Metyrapone test: This test detects disorders in the mechanism of control of cortisol production by ACTH and corticotrophin releasing factor (CRF). Metyrapone inhibits 11- beta-hydroxylase which is one of the enzymes required for cortisol biosynthesis. Reduction in plasma cortisol stimulates CRF production by the hypothalamus and ACTH secretion by the pituitary. These hormones stimulate the adrenal cortex to produce glucocorticoids. Since metyrapone blocks 1-beta-hydroxylase which is required for cortisol secretion, the alternate product 11- deoxycortisol is formed instead. Rise in the production of 11- deoxycortisol is reflected as a rise in urinary 17- hydroxycorticoids.
Metyrapone is given in a dose of 10 mg/Kg of ideal body weight every 4 hours for 24 hours (6 doses). Normal subjects show a two fold increase in urinary 17- OHS the same day or on the next day. When the test is negative, it may be due to disorders of the hypothalamus, pituitary or adrenal cortex or failure of metyrapone to suppress the enzyme. A positive response to exogenous ACTH suggests that the adrenal is not at fault and that the lesion is in the controlling mechanisms.
Dexamethasone Suppression test: Exogenous or endogenous glucorcoticoids normally suppress ACTH secretion. This feed back inhibition is lost in Cushing’s syndrome. Dexamethasone is given in a dose of 0.5mg 6 hourly for 2 days. Urinary 17 OHCS comes down below 2.5 mg/day and plasma cortisol falls below 2 mg/dl on the second day of the test. In the modified dexamethasone suppression test, 2 mg dexamethasone is given 6 hourly.
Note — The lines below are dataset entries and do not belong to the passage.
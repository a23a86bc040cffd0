//! Integration tests for devrank
//!
//! These tests verify end-to-end functionality of catalog parsing, the
//! scoring engine, ranking, and report generation.

use devrank::{
    catalog::parse_catalog,
    model::{Category, WeightVector},
    ranking::{RankingEngine, SortKey},
    reports::{create_reporter, ReportContext, ReportFormat},
};
use std::path::Path;

// ============================================================================
// Test Fixtures
// ============================================================================

const FIXTURES_DIR: &str = concat!(env!("CARGO_MANIFEST_DIR"), "/tests/fixtures");

fn fixture_path(name: &str) -> std::path::PathBuf {
    Path::new(FIXTURES_DIR).join(name)
}

fn engine() -> RankingEngine {
    RankingEngine::new(WeightVector::default())
}

// ============================================================================
// Parser Tests
// ============================================================================

mod parser_tests {
    use super::*;

    #[test]
    fn test_parse_phones_fixture() {
        let catalog = parse_catalog(&fixture_path("phones.json")).expect("Failed to parse catalog");

        assert_eq!(catalog.len(), 4);
        assert!(catalog.iter().any(|d| d.name == "Ultra X"));
        assert!(catalog.iter().any(|d| d.name == "Budget Five"));

        let ultra = catalog.iter().find(|d| d.id == "ultra-x").unwrap();
        // Current price wins over launch price
        assert_eq!(ultra.effective_price(), Some(1099.0));
        assert_eq!(ultra.specifications.len(), 11);
        assert!(ultra.release_date.is_some());
    }

    #[test]
    fn test_parse_bare_array_fixture() {
        let catalog = parse_catalog(&fixture_path("minimal.json")).expect("Failed to parse");
        assert_eq!(catalog.len(), 3);
        assert_eq!(catalog[0].id, "a1");
    }

    #[test]
    fn test_sparse_record_defaults() {
        let catalog = parse_catalog(&fixture_path("phones.json")).unwrap();
        let mystery = catalog.iter().find(|d| d.id == "mystery-m").unwrap();
        assert!(mystery.effective_price().is_none());
        assert!(mystery.specifications.is_empty());
        assert!(mystery.rating.is_none());
    }
}

// ============================================================================
// Scoring & Ranking Tests
// ============================================================================

mod ranking_tests {
    use super::*;

    #[test]
    fn test_ranks_are_contiguous_over_fixture() {
        let catalog = parse_catalog(&fixture_path("phones.json")).unwrap();
        let ranked = engine().rank(&catalog);
        let ranks: Vec<usize> = ranked.iter().map(|s| s.rank).collect();
        assert_eq!(ranks, vec![1, 2, 3, 4]);
    }

    #[test]
    fn test_all_scores_in_bounds_over_fixture() {
        let catalog = parse_catalog(&fixture_path("phones.json")).unwrap();
        for score in engine().rank(&catalog) {
            assert!(score.overall <= 100);
            for (_, value) in score.categories.iter() {
                assert!((0.0..=100.0).contains(&value), "out of bounds: {value}");
            }
        }
    }

    #[test]
    fn test_flagship_is_strong_in_camera_and_display() {
        let catalog = parse_catalog(&fixture_path("phones.json")).unwrap();
        let ranked = engine().rank(&catalog);
        let ultra = ranked.iter().find(|s| s.device_id == "ultra-x").unwrap();
        assert!(ultra.categories.camera >= 80.0);
        assert!(ultra.categories.display >= 80.0);
        assert!(!ultra.strengths.is_empty());
    }

    #[test]
    fn test_sparse_device_gets_neutral_scores() {
        let catalog = parse_catalog(&fixture_path("phones.json")).unwrap();
        let ranked = engine().rank(&catalog);
        let mystery = ranked.iter().find(|s| s.device_id == "mystery-m").unwrap();
        assert_eq!(mystery.categories.performance, 50.0);
        assert_eq!(mystery.categories.battery, 50.0);
        assert_eq!(mystery.categories.camera, 50.0);
        assert_eq!(mystery.categories.display, 50.0);
        assert_eq!(mystery.categories.design, 60.0);
        assert_eq!(mystery.categories.features, 0.0);
        // Unpriced against priced competitors
        assert_eq!(mystery.categories.price, 0.0);
    }

    #[test]
    fn test_popularity_sort_uses_view_counts() {
        let catalog = parse_catalog(&fixture_path("phones.json")).unwrap();
        let ranked = engine().rank_by(&catalog, SortKey::Popularity);
        assert_eq!(ranked[0].device_id, "budget-5");
        assert_eq!(ranked[1].device_id, "ultra-x");
    }

    #[test]
    fn test_recency_sort_newest_first() {
        let catalog = parse_catalog(&fixture_path("phones.json")).unwrap();
        let ranked = engine().rank_by(&catalog, SortKey::Recency);
        assert_eq!(ranked[0].device_id, "shooter-pro");
        // The undated device sorts last
        assert_eq!(ranked[3].device_id, "mystery-m");
    }
}

// ============================================================================
// Analysis Tests
// ============================================================================

mod analysis_tests {
    use super::*;

    #[test]
    fn test_analysis_over_fixture() {
        let catalog = parse_catalog(&fixture_path("phones.json")).unwrap();
        let analysis = engine().analyze(&catalog).expect("non-empty catalog");

        assert_eq!(analysis.winner.rank, 1);
        assert_eq!(analysis.category_winners.len(), 7);
        assert_eq!(
            analysis.category_winners[&Category::Battery].device_id,
            "budget-5"
        );
        // Photography pick is the camera category winner
        assert_eq!(
            analysis.recommendations.photography.device_id,
            analysis.category_winners[&Category::Camera].device_id
        );
        assert!(!analysis.summary.is_empty());
    }

    #[test]
    fn test_best_value_fallback_without_prices() {
        let catalog = parse_catalog(&fixture_path("unpriced.json")).unwrap();
        let analysis = engine().analyze(&catalog).expect("non-empty catalog");
        assert_eq!(analysis.best_value, analysis.winner);
        assert_eq!(analysis.recommendations.budget, analysis.winner);
    }
}

// ============================================================================
// Report Tests
// ============================================================================

mod report_tests {
    use super::*;

    fn context() -> ReportContext {
        ReportContext {
            title: "phones.json".to_string(),
            sort_key: SortKey::Overall,
        }
    }

    #[test]
    fn test_every_format_renders_fixture() {
        let catalog = parse_catalog(&fixture_path("phones.json")).unwrap();
        let ranked = engine().rank(&catalog);
        let analysis = engine().analyze(&catalog).unwrap();

        for format in [
            ReportFormat::Summary,
            ReportFormat::Json,
            ReportFormat::Markdown,
            ReportFormat::Csv,
        ] {
            let reporter = create_reporter(format, false);
            let ranking_report = reporter
                .generate_ranking_report(&ranked, &context())
                .unwrap_or_else(|e| panic!("{format} ranking report failed: {e}"));
            assert!(!ranking_report.is_empty());

            let analysis_report = reporter
                .generate_analysis_report(&analysis, &ranked, &context())
                .unwrap_or_else(|e| panic!("{format} analysis report failed: {e}"));
            assert!(!analysis_report.is_empty());
        }
    }

    #[test]
    fn test_json_report_round_trips() {
        let catalog = parse_catalog(&fixture_path("phones.json")).unwrap();
        let ranked = engine().rank(&catalog);
        let report = create_reporter(ReportFormat::Json, false)
            .generate_ranking_report(&ranked, &context())
            .unwrap();

        let value: serde_json::Value = serde_json::from_str(&report).unwrap();
        assert_eq!(value["device_count"], 4);
        assert_eq!(value["ranking"].as_array().unwrap().len(), 4);
    }

    #[test]
    fn test_csv_report_has_one_row_per_device() {
        let catalog = parse_catalog(&fixture_path("phones.json")).unwrap();
        let ranked = engine().rank(&catalog);
        let report = create_reporter(ReportFormat::Csv, false)
            .generate_ranking_report(&ranked, &context())
            .unwrap();
        // Header plus one row per device
        assert_eq!(report.lines().count(), 5);
    }
}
Normal subjects show prompt suppression even when small doses of dexamethasone are administered. In adrenal hyperplasia, suppression can be achieved only with the higher dose. In the case of adenoma, carcinoma and actopic sources of ACTH, cortisol production is not suppressed even by higher doses of dexamethason.
Demonstration of Lesion
Adrenals can be visualized radiologically, especially if they are calcified. In many cases, the rumours are 4 to 6 cm in diameter by the time they show endocrine abnormalities. Alteration in renal outline seen in intravenous pyelography should suggest adrenal neoplasms. Adrenal arteriography helps in visualizing the tumour. Contrast radiography after presacral air insufflations was employed to delineate tumours before the advent of CT and ultrasonography. These noninvasice methods have made demonstration of adrenal tumours easier. Selective catheterization of adrenal vein gives information about the secretion of the gland.